Joaquim Escardó

Personal information
- Full name: Joaquim Escardó Salazar
- Date of birth: 2 January 1882
- Place of birth: Barcelona, Spain
- Date of death: 22 December 1957 (aged 75)
- Position(s): Goalkeeper and Forward

Senior career*
- Years: Team / Apps / (Gls)
- 1900–1901: Club Español / 2 / (1)
- 1901–1903: Irish FC
- 1903–1904: Espanyol

= Joaquim Escardó =

Spanish footballer

Joaquim Escardó Salazar (2 January 1882 – 22 December 1957) was a Spanish Sports journalist and footballer who played as a goalkeeper for Club Español (now known as RCD Espanyol). As a player, he won the 1903–04 Catalan Championship, but he found greater professional success through his journalist work, being a match press reporter for newspapers such as Los Deportes, for whom he published what is now regarded as the oldest photo of a football team in Spain.

==Biography==
Born in Barcelona, Escardó was one of the founding members of Club Español de Fútbol in 1900. He then become one of the first footballers of the newly formed Club Español, playing mainly in the second and third teams. In 1901 he was a founder, manager, and player of Irish FC.

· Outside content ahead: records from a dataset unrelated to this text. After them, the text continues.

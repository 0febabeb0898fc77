//! Entity trait: identity + continuity across state changes.

use crate::id::RecordId;

/// A persisted record with a stable identity.
///
/// Every stored document (customer, item, challan, bill, invoice) implements
/// this so that generic repositories can address it by its raw [`RecordId`].
pub trait Entity {
    /// Strongly-typed identifier.
    type Id: Copy + Eq + core::hash::Hash + core::fmt::Debug + Into<RecordId>;

    /// Returns the entity identifier.
    fn id(&self) -> Self::Id;

    /// Raw identifier used by the storage layer.
    fn record_id(&self) -> RecordId {
        self.id().into()
    }
}
//! Change notifications for the billing book.
//!
//! Every successful write publishes a [`RecordChanged`] notice on an
//! [`EventBus`]. Views that cache anything subscribe and refresh on notice
//! instead of sharing mutable state with the writers.

pub mod bus;
pub mod change;
pub mod in_memory_bus;
pub mod tenant;

pub use bus::{EventBus, Subscription};
pub use change::{ChangeKind, RecordChanged};
pub use in_memory_bus::{InMemoryBusError, InMemoryEventBus};
pub use tenant::TenantScoped;
use chrono::NaiveDate;
use serde_json::Value as JsonValue;
use tracing::instrument;

use billbook_core::{DocumentFamily, DocumentNumber, TenantId, next_document_number};
use billbook_events::{EventBus, RecordChanged};

use super::BillBook;
use crate::error::ServiceResult;
use crate::session::Session;
use crate::store::RecordStore;

impl<S, B> BillBook<S, B>
where
    S: RecordStore,
    B: EventBus<RecordChanged>,
{
    /// Next free number in `family` for the financial year containing `date`.
    ///
    /// Read-then-write: nothing reserves the number, so two callers racing
    /// between this read and their insert can be handed the same value.
    #[instrument(skip_all, fields(family = ?family, %date))]
    pub async fn next_number(
        &self,
        session: &Session,
        family: DocumentFamily,
        date: NaiveDate,
    ) -> ServiceResult<DocumentNumber> {
        match session.owner() {
            Some(tenant_id) => self.next_number_for(tenant_id, family, date).await,
            None => Ok(next_document_number(std::iter::empty::<&str>(), date)),
        }
    }

    pub(crate) async fn next_number_for(
        &self,
        tenant_id: TenantId,
        family: DocumentFamily,
        date: NaiveDate,
    ) -> ServiceResult<DocumentNumber> {
        let bodies = self.books.bodies(tenant_id, family.record_family()).await?;
        let numbers: Vec<&str> = bodies
            .iter()
            .filter_map(|b| b.get(family.number_field()).and_then(JsonValue::as_str))
            .collect();
        Ok(next_document_number(numbers, date))
    }
}
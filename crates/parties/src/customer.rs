use chrono::{DateTime, Utc};
use serde::{Deserialize, Serialize};

use billbook_core::{DomainError, DomainResult, Entity, record_id};

record_id!(
    /// Customer identifier.
    CustomerId
);

/// A customer the business sells to.
#[derive(Debug, Clone, PartialEq, Eq, Serialize, Deserialize)]
pub struct Customer {
    pub id: CustomerId,
    pub name: String,
    /// GSTIN; absent for unregistered customers.
    #[serde(default)]
    pub gstin: Option<String>,
    #[serde(default)]
    pub address: String,
    #[serde(default)]
    pub phone: Option<String>,
    pub created_at: DateTime<Utc>,
}

impl Entity for Customer {
    type Id = CustomerId;

    fn id(&self) -> CustomerId {
        self.id
    }
}

/// Input for registering a customer.
#[derive(Debug, Clone, Default, PartialEq, Eq, Serialize, Deserialize)]
pub struct NewCustomer {
    pub name: String,
    #[serde(default)]
    pub gstin: Option<String>,
    #[serde(default)]
    pub address: Option<String>,
    #[serde(default)]
    pub phone: Option<String>,
}

impl NewCustomer {
    pub fn named(name: impl Into<String>) -> Self {
        Self {
            name: name.into(),
            ..Self::default()
        }
    }
}

/// Partial update of a customer; `None` leaves the field unchanged.
#[derive(Debug, Clone, Default, PartialEq, Eq, Serialize, Deserialize)]
pub struct CustomerUpdate {
    pub name: Option<String>,
    pub gstin: Option<String>,
    pub address: Option<String>,
    pub phone: Option<String>,
}

fn non_blank(s: Option<String>) -> Option<String> {
    s.map(|v| v.trim().to_string()).filter(|v| !v.is_empty())
}

impl Customer {
    pub fn register(id: CustomerId, input: NewCustomer, now: DateTime<Utc>) -> DomainResult<Self> {
        let name = input.name.trim().to_string();
        if name.is_empty() {
            return Err(DomainError::validation("customer name is required"));
        }

        Ok(Self {
            id,
            name,
            gstin: non_blank(input.gstin),
            address: non_blank(input.address).unwrap_or_default(),
            phone: non_blank(input.phone),
            created_at: now,
        })
    }

    pub fn apply_update(&mut self, update: CustomerUpdate) -> DomainResult<()> {
        if let Some(name) = update.name {
            let name = name.trim().to_string();
            if name.is_empty() {
                return Err(DomainError::validation("customer name cannot be blank"));
            }
            self.name = name;
        }
        if update.gstin.is_some() {
            self.gstin = non_blank(update.gstin);
        }
        if let Some(address) = update.address {
            self.address = address.trim().to_string();
        }
        if update.phone.is_some() {
            self.phone = non_blank(update.phone);
        }
        Ok(())
    }

    /// Reference to this customer for embedding in documents.
    pub fn to_ref(&self) -> CustomerRef {
        CustomerRef::linked(self.id, self.name.clone())
    }
}

/// How a document points at its customer.
///
/// The id is an optional foreign key: walk-in or legacy documents carry only
/// the denormalised name. Matching rules live in [`CustomerRef::matches`].
#[derive(Debug, Clone, PartialEq, Eq, Hash, Serialize, Deserialize)]
pub struct CustomerRef {
    #[serde(default, rename = "customer_id")]
    pub id: Option<CustomerId>,
    #[serde(rename = "customer_name")]
    pub name: String,
}

impl CustomerRef {
    pub fn linked(id: CustomerId, name: impl Into<String>) -> Self {
        Self {
            id: Some(id),
            name: name.into(),
        }
    }

    /// A reference without a customer record behind it.
    pub fn unlinked(name: impl Into<String>) -> Self {
        Self {
            id: None,
            name: name.into(),
        }
    }

    pub fn is_linked(&self) -> bool {
        self.id.is_some()
    }

    /// Does `other` (usually taken from a stored document) refer to the same
    /// customer as `self`?
    ///
    /// - both sides linked: ids must be equal; names are ignored.
    /// - either side unlinked: exact, case-sensitive name equality.
    pub fn matches(&self, other: &CustomerRef) -> bool {
        match (self.id, other.id) {
            (Some(a), Some(b)) => a == b,
            _ => !self.name.is_empty() && self.name == other.name,
        }
    }
}

/// Find a customer by display name, ignoring ASCII and Unicode case.
///
/// Returns the first match in slice order when names collide.
pub fn resolve_customer<'a>(customers: &'a [Customer], name: &str) -> Option<&'a Customer> {
    let wanted = name.trim().to_lowercase();
    if wanted.is_empty() {
        return None;
    }
    customers.iter().find(|c| c.name.to_lowercase() == wanted)
}

#[cfg(test)]
mod tests {
    use super::*;

    fn customer(name: &str) -> Customer {
        Customer::register(CustomerId::generate(), NewCustomer::named(name), Utc::now()).unwrap()
    }

    #[test]
    fn blank_names_are_rejected() {
        let err = Customer::register(CustomerId::generate(), NewCustomer::named("   "), Utc::now())
            .unwrap_err();
        assert!(matches!(err, DomainError::Validation(_)));
    }

    #[test]
    fn optional_fields_default_sensibly() {
        let c = customer(" Acme Traders ");
        assert_eq!(c.name, "Acme Traders");
        assert_eq!(c.address, "");
        assert_eq!(c.gstin, None);
    }

    #[test]
    fn linked_refs_match_by_id_only() {
        let a = customer("Acme");
        let b = customer("Acme");
        assert!(a.to_ref().matches(&a.to_ref()));
        assert!(!a.to_ref().matches(&b.to_ref()));

        let renamed = CustomerRef::linked(a.id, "Acme Pvt Ltd");
        assert!(a.to_ref().matches(&renamed));
    }

    #[test]
    fn unlinked_refs_fall_back_to_exact_name() {
        let a = customer("Acme");
        assert!(a.to_ref().matches(&CustomerRef::unlinked("Acme")));
        assert!(CustomerRef::unlinked("Acme").matches(&a.to_ref()));
        assert!(!a.to_ref().matches(&CustomerRef::unlinked("acme")));
        assert!(!CustomerRef::unlinked("").matches(&CustomerRef::unlinked("")));
    }

    #[test]
    fn resolve_customer_ignores_case() {
        let customers = vec![customer("Acme"), customer("Bolt House")];
        let found = resolve_customer(&customers, "bolt house").unwrap();
        assert_eq!(found.name, "Bolt House");
        assert!(resolve_customer(&customers, "unknown").is_none());
        assert!(resolve_customer(&customers, "  ").is_none());
    }

    #[test]
    fn updates_keep_name_non_blank() {
        let mut c = customer("Acme");
        let err = c
            .apply_update(CustomerUpdate {
                name: Some(" ".into()),
                ..CustomerUpdate::default()
            })
            .unwrap_err();
        assert!(matches!(err, DomainError::Validation(_)));

        c.apply_update(CustomerUpdate {
            gstin: Some("24ABCDE1234F1Z5".into()),
            address: Some("Jamnagar".into()),
            ..CustomerUpdate::default()
        })
        .unwrap();
        assert_eq!(c.gstin.as_deref(), Some("24ABCDE1234F1Z5"));
        assert_eq!(c.address, "Jamnagar");
    }
}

In the 1903–04 season, Escardó helped the B side win the second category, known as Copa Moritz, where he also performed as a striker. For the first team, however, he was put under the posts, and together with Ángel Ponz, Ángel Rodríguez, and Gustavo Green, he helped Español win the first edition of the Catalan championship in 1903–04, before retiring at the end of the season.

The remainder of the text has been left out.